## ABOUT THIS TASK
Would you print the records as they stand, down to the last character?

=== Section Start ===

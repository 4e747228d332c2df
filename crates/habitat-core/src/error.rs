use chrono::NaiveDate;
use thiserror::Error;

#[derive(Debug, Error)]
pub enum CoreError {
    #[error("Invalid reminder time '{0}', expected HH:MM")]
    InvalidReminderTime(String),

    #[error("Invalid calendar month {year}-{month}")]
    InvalidMonth { year: i32, month: u32 },

    #[error("Date out of range: {0}")]
    DateOutOfRange(NaiveDate),

    #[error(transparent)]
    Store(#[from] anyhow::Error),
}

pub type Result<T> = std::result::Result<T, CoreError>;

=== Section End ===

## TASK RESPONSE
repository 4e747228d332c2df
filename crates/habitat-core/src/error.rs
use chrono::NaiveDate;
use thiserror::Error;

#[derive(Debug, Error)]
pub enum CoreError {
    #[error("Invalid reminder time '{0}', expected HH:MM")]
    InvalidReminderTime(String),

    #[error("Invalid calendar month {year}-{month}")]
    InvalidMonth { year: i32, month: u32 },

    #[error("Date out of range: {0}")]
    DateOutOfRange(NaiveDate),

    #[error(transparent)]
    Store(#[from] anyhow::Error),
}

pub type Result<T> = std::result::Result<T, CoreError>;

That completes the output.